Agentes de voz: qué se rompe en una llamada real
Un agente de voz son tres piezas comunes pegadas a una línea telefónica. El pegamento es donde falla, y un demo pulido está diseñado para esconder justo eso.
Alguien llama a tu negocio un martes a las 7:40 de la noche. Quiere mover una cita, va en un carro con la ventana abajo, y a mitad del saludo interrumpe con un "mira, es que". Que tu agente de voz sobreviva ese momento casi no depende de lo inteligente que sea el modelo.
Casi todo el voice AI que se vende se demuestra en una laptop, en un cuarto callado, por la persona que lo construyó, diciendo frases que el sistema ya escuchó antes. Ese demo prueba que el pipeline está conectado. No prueba nada sobre la llamada de arriba.
Qué es realmente un agente de voz
Tres componentes comunes en fila. El speech to text convierte audio en texto. Un modelo de lenguaje, normalmente con un system prompt fijo y unas pocas funciones que tiene permitido llamar, decide qué decir y qué hacer. El text to speech convierte eso de vuelta en audio.
Alrededor de esos tres está la parte que nadie enseña: la telefonía. Una pata con la carrier, un stream de media, manejo de eco, y la lógica de turnos que decide cuándo el que llama terminó de hablar y si una interrupción debe cortar la frase en curso. La inteligencia se alquila por API. La ingeniería está en la plomería, y la plomería es lo que tu cliente experimenta.
Dónde fallan
En voz el fallo casi nunca es una respuesta equivocada. Es el agente hablando encima del cliente, o dejando un hueco de dos segundos que obliga a la persona a decir "¿aló?", o confirmando muy contento un nombre que nunca escuchó bien. Los errores de reconocimiento se acumulan: el modelo responde con seguridad sobre lo que dijo la transcripción, no sobre lo que dijo la persona.
- Nombres propios por teléfono. Apellidos dominicanos, nombres de colmados, calles en Los Alcarrizos. Son las palabras que un transcriptor genérico maneja peor, y son las que más importan en una reserva.

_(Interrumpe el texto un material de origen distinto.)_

use anyhow::Result;
use chrono::{DateTime, Utc};

use super::schema::Database;
use super::types::{from_timestamp, Feed, FeedMetadata, FeedRow};

impl Database {
    // ========================================================================
    // Feed Operations
    // ========================================================================

    /// Subscribe to a feed, returning its id.
    ///
    /// Adding a URL that is already subscribed updates the title (when one
    /// is given) and returns the existing id.
    pub async fn add_feed(
        &self,
        url: &str,
        title: Option<&str>,
        web_page_link: Option<&str>,
    ) -> Result<i64> {
        let now = Utc::now().timestamp();
        let row: (i64,) = sqlx::query_as(
            r#"
                INSERT INTO feeds (url, title, web_page_link, date_added)
                VALUES (?, ?, ?, ?)
                ON CONFLICT(url) DO UPDATE SET
                    title = CASE WHEN ? IS NULL THEN feeds.title ELSE excluded.title END,
                    web_page_link = COALESCE(excluded.web_page_link, feeds.web_page_link)
                RETURNING id
            "#,
        )
        .bind(url)
        .bind(title.unwrap_or(url))
        .bind(web_page_link)
        .bind(now)
        .bind(title)
        .fetch_one(&self.pool)
        .await?;
        Ok(row.0)
    }

    /// All feeds ordered by title, with total and unread item counts.
    pub async fn feeds(&self) -> Result<Vec<Feed>> {
        let rows: Vec<FeedRow> = sqlx::query_as(
            r#"
                SELECT
                    f.id, f.url, f.title, f.web_page_link, f.date_added,
                    f.last_updated, f.last_purged,
                    COUNT(i.id) AS item_count,
                    COUNT(CASE WHEN i.read = 0 THEN 1 END) AS unread_count
                FROM feeds f
                LEFT JOIN items i ON f.id = i.feed_id
                GROUP BY f.id
                ORDER BY f.title COLLATE NOCASE, f.id
            "#,
        )
        .fetch_all(&self.pool)
        .await?;

        let feeds = rows
            .into_iter()
            .map(
                |(
                    id,
                    url,
                    title,
                    web_page_link,
                    date_added,
                    last_updated,
                    last_purged,
                    item_count,
                    unread_count,
                )| Feed {
                    id,
                    url,
                    title,
                    web_page_link,
                    date_added: from_timestamp(date_added).unwrap_or_default(),
                    last_updated: last_updated.and_then(from_timestamp),
                    last_purged: last_purged.and_then(from_timestamp),
                    item_count,
                    unread_count,
                },
            )
            .collect();

        Ok(feeds)
    }

    pub async fn feed(&self, feed_id: i64) -> Result<Option<Feed>> {
        Ok(self.feeds().await?.into_iter().find(|f| f.id == feed_id))
    }

    /// Ids of every subscribed feed, in the order `sync` processes them.
    pub async fn feed_ids(&self) -> Result<Vec<i64>> {
        let rows: Vec<(i64,)> = sqlx::query_as("SELECT id FROM feeds ORDER BY id")
            .fetch_all(&self.pool)
            .await?;
        Ok(rows.into_iter().map(|(id,)| id).collect())
    }

    pub(crate) async fn load_feed_metadata(&self, feed_id: i64) -> Result<Option<FeedMetadata>> {
        let row: Option<(String, Option<String>, Option<i64>, Option<i64>)> = sqlx::query_as(
            "SELECT url, web_page_link, last_updated, last_purged FROM feeds WHERE id = ?",
        )
        .bind(feed_id)
        .fetch_optional(&self.pool)
        .await?;

        Ok(
            row.map(|(url, web_page_link, last_updated, last_purged)| FeedMetadata {
                url,
                web_page_link,
                last_updated: last_updated.and_then(from_timestamp),
                last_purged: last_purged.and_then(from_timestamp),
            }),
        )
    }

    /// Returns false when no such feed exists.
    pub async fn update_last_updated(&self, feed_id: i64, at: DateTime<Utc>) -> Result<bool> {
        let result = sqlx::query("UPDATE feeds SET last_updated = ? WHERE id = ?")
            .bind(at.timestamp())
            .bind(feed_id)
            .execute(&self.pool)
            .await?;
        Ok(result.rows_affected() > 0)
    }

    /// Record the cutoff of the latest purge so older items are not re-added.
    pub async fn set_last_purged(&self, feed_id: i64, cutoff: DateTime<Utc>) -> Result<()> {
        sqlx::query("UPDATE feeds SET last_purged = ? WHERE id = ?")
            .bind(cutoff.timestamp())
            .bind(feed_id)
            .execute(&self.pool)
            .await?;
        Ok(())
    }

    /// Unsubscribe; the feed's items go with it.
    pub async fn delete_feed(&self, feed_id: i64) -> Result<bool> {
        let result = sqlx::query("DELETE FROM feeds WHERE id = ?")
            .bind(feed_id)
            .execute(&self.pool)
            .await?;
        Ok(result.rows_affected() > 0)
    }
}

#[cfg(test)]
mod tests {
    use crate::storage::Database;
    use chrono::{TimeZone, Utc};

    async fn test_db() -> Database {
        Database::open(":memory:").await.unwrap()
    }

    #[tokio::test]
    async fn test_add_and_list_feeds() {
        let db = test_db().await;
        let b = db
            .add_feed("https://b.example.com/rss", Some("Beta"), None)
            .await
            .unwrap();
        let a = db
            .add_feed(
                "https://a.example.com/rss",
                Some("alpha"),
                Some("https://a.example.com/"),
            )
            .await
            .unwrap();

        let feeds = db.feeds().await.unwrap();
        assert_eq!(feeds.len(), 2);
        assert_eq!(feeds[0].id, a);
        assert_eq!(feeds[0].base_link(), "https://a.example.com/");
        assert_eq!(feeds[1].id, b);
        assert_eq!(feeds[1].base_link(), "https://b.example.com/rss");
        assert_eq!(feeds[1].item_count, 0);
        assert!(feeds[1].last_updated.is_none());

        assert_eq!(db.feed_ids().await.unwrap(), vec![b, a]);
    }

    #[tokio::test]
    async fn test_add_existing_url_returns_same_id() {
        let db = test_db().await;
        let first = db
            .add_feed("https://x.example.com/rss", Some("X"), None)
            .await
            .unwrap();
        let second = db
            .add_feed("https://x.example.com/rss", None, None)
            .await
            .unwrap();
        assert_eq!(first, second);

        let feed = db.feed(first).await.unwrap().unwrap();
        assert_eq!(feed.title, "X");
    }

    #[tokio::test]
    async fn test_untitled_feed_uses_url() {
        let db = test_db().await;
        let id = db
            .add_feed("https://untitled.example.com/rss", None, None)
            .await
            .unwrap();
        let feed = db.feed(id).await.unwrap().unwrap();
        assert_eq!(feed.title, "https://untitled.example.com/rss");
    }

    #[tokio::test]
    async fn test_thresholds_round_trip() {
        let db = test_db().await;
        let id = db
            .add_feed("https://x.example.com/rss", None, None)
            .await
            .unwrap();
        let updated = Utc.with_ymd_and_hms(2024, 2, 1, 9, 30, 0).unwrap();
        let purged = Utc.with_ymd_and_hms(2024, 1, 1, 0, 0, 0).unwrap();

        assert!(db.update_last_updated(id, updated).await.unwrap());
        db.set_last_purged(id, purged).await.unwrap();

        let meta = db.load_feed_metadata(id).await.unwrap().unwrap();
        assert_eq!(meta.url, "https://x.example.com/rss");
        assert_eq!(meta.last_updated, Some(updated));
        assert_eq!(meta.last_purged, Some(purged));

        assert!(!db.update_last_updated(999, updated).await.unwrap());
        assert!(db.load_feed_metadata(999).await.unwrap().is_none());
    }

    #[tokio::test]
    async fn test_delete_feed() {
        let db = test_db().await;
        let id = db
            .add_feed("https://x.example.com/rss", None, None)
            .await
            .unwrap();
        assert!(db.delete_feed(id).await.unwrap());
        assert!(!db.delete_feed(id).await.unwrap());
        assert!(db.feeds().await.unwrap().is_empty());
    }
}
use std::ops::RangeInclusive;

/// Number of rows prefetched per window unless configured otherwise.
pub const DEFAULT_PREFETCH_RANGE: usize = 10;

/// Decides which rows of the displayed item list need their images fetched.
///
/// Images are fetched in windows of `range` rows. The last row of the
/// current window is the trigger: selecting it (or anything past it) moves
/// the window forward. Row 0 is shown on display and never prefetched.
///
/// Selecting a row behind the trigger is a no-op, including jumps back to
/// rows before the current window; those rows keep whatever is cached.
///
/// Pure state machine, no I/O.
#[derive(Debug, Clone)]
pub struct PrefetchController {
    range: usize,
    range_start: usize,
    range_end: usize,
    trigger: usize,
    max_row: usize,
    pending: bool,
}

impl PrefetchController {
    /// Create a controller with a window of `range` rows (at least one).
    pub fn new(range: usize) -> Self {
        let range = range.max(1);
        Self {
            range,
            range_start: 1,
            range_end: range - 1,
            trigger: range - 1,
            max_row: 0,
            pending: false,
        }
    }

    /// Reset for a freshly displayed list of `num_rows` items.
    ///
    /// Always leaves a prefetch pending for the first window.
    pub fn set_num_rows(&mut self, num_rows: usize) {
        self.max_row = num_rows.saturating_sub(1);
        self.range_start = 1;
        self.range_end = (self.range - 1).min(self.max_row);
        self.trigger = self.range_end;
        self.pending = true;
    }

    /// Record that the selection moved to `row`.
    pub fn row_selected(&mut self, row: usize) {
        if row < self.trigger {
            return;
        }

        if self.range_end == self.max_row {
            self.pending = false;
            return;
        }

        self.range_start = self.range_end + 1;
        self.range_end = self.range_end.saturating_add(self.range).min(self.max_row);
        self.trigger = self.range_end;
        self.pending = true;
    }

    /// True when a window is waiting to be fetched.
    pub fn prefetch_needed(&self) -> bool {
        self.pending
    }

    /// Take the rows of the current window and clear the pending flag.
    ///
    /// The range is empty when the list has one row or none.
    pub fn prefetch_list(&mut self) -> RangeInclusive<usize> {
        self.pending = false;
        self.range_start..=self.range_end
    }

    pub fn range(&self) -> usize {
        self.range
    }

    pub fn trigger(&self) -> usize {
        self.trigger
    }
}

impl Default for PrefetchController {
    fn default() -> Self {
        Self::new(DEFAULT_PREFETCH_RANGE)
    }
}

- Cadenas largas de números. Cédulas, números de orden, teléfonos dictados en grupos, la diferencia entre "dieciséis" y "sesenta".
- El cambio de idioma a mitad de frase, que aquí es normal y que algunos setups de transcripción manejan mal.
- Ruido: motores de motor, una bocina de colmado, una llamada en altavoz dentro de un carro. La precisión cae duro y el agente no sabe que cayó.
- Silencios y dudas. Alguien pensando tres segundos no es alguien que terminó su turno.
- Cualquier cosa que exija criterio sobre dinero, una queja, o una persona que ya viene molesta. Ahí lo correcto es frenar y pasar la llamada.
La latencia es el otro eje. El viaje completo entre la última sílaba del cliente y la primera de la respuesta tiene que quedar bien por debajo del segundo para que se sienta como una conversación. Cada paso extra te come parte de ese presupuesto, y por eso un agente que consulta inventario en vivo antes de contestar muchas veces se siente peor que uno que promete devolver la llamada.
Asume que el agente se va a equivocar en una llamada que importa. Diseña primero el traspaso a una persona y después el guion.
Cómo distinguir una implementación real de un demo
Pide llamar tú mismo al número, desde tu celular, en la calle. No un widget web, no una grabación. Después interrúmpelo dos veces, dale un nombre que no pueda adivinar, y quédate callado cuatro segundos a mitad de una frase. Vas a aprender más en noventa segundos que con cualquier presentación.
- Pregunta qué pasa si la API del modelo se pone lenta o se cae. Un build real tiene timeout y un plan B, normalmente transferir o tomar el mensaje.
- Pregunta dónde quedan la transcripción y la grabación, y quién puede leerlas. Si la respuesta es solo "en el dashboard", no está integrado con nada.
- Pregunta la ruta de escalamiento con detalles: a qué número, en qué horario, qué pasa fuera de ese horario.
- Pregunta qué cosas el agente no tiene permitido hacer. Un build sin lista de negativas no está pensado.
- Pregunta cómo se escribe realmente en el calendario o en el CRM, y qué pasa si esa escritura falla después de que el agente ya dijo "listo".
Un agente de voz se gana su lugar en las llamadas repetitivas, cortas y de bajo riesgo: horarios, cómo llegar, confirmar y mover citas, tomar un mensaje con los datos ya estructurados. Apúntalo a tus llamadas más difíciles y te va a dejar mal en público, cliente por cliente. Apúntalo a las veinte llamadas idénticas del día que nadie quiere contestar y se paga solo, sin ruido.